Oregon is NOT a pure "rely-on-NAR-settlement/MLS-rule" state like New York. Oregon passed its own state statute — House Bill 4058 (2024), codified as Oregon Laws 2024 Chapter 3, amending ORS 696.810 and related provisions — which independently mandates written buyer representation agreements, joining states like Texas (SB 1968) and California (AB 2992) that codified their own requirements beyond the national NAR settlement baseline. The law took effect January 1, 2025, requiring any real estate licensee (broker or principal broker) representing a buyer in a residential transaction involving land or 1-4 dwelling units to enter into a written buyer representation agreement before, or as soon as practicable after, beginning to assist the buyer in searching for or purchasing property. Commercial transactions and properties with five or more residential units are exempt, and buyers may still tour open houses without a signed agreement.
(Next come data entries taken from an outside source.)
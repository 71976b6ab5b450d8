//! Domain types: feature rows, positions, trades, snapshots, signals.

pub mod feature;
pub mod position;
pub mod signal;
pub mod snapshot;
pub mod trade;

pub use feature::{keys, FeatureRow};
pub use position::Position;
pub use signal::{Action, Signal};
pub use snapshot::DailySnapshot;
pub use trade::{TradeRecord, TradeSide};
The Oregon Real Estate Agency (the state regulator) has issued official guidance and FAQs confirming and interpreting these requirements, which operate independently of (though in general alignment with) the August 2024 NAR settlement's MLS-participation rule changes on compensation offers and buyer-agent agreements.
Oregon House Bill 4058 (2024) / Oregon Laws 2024, Chapter 3 — amending ORS 696.810 and related sections — effective January 1, 2025
Facts on this page reflect research current as of 2026-07-05. Programs, rates, and laws change — confirm current figures with the relevant state agency before relying on them.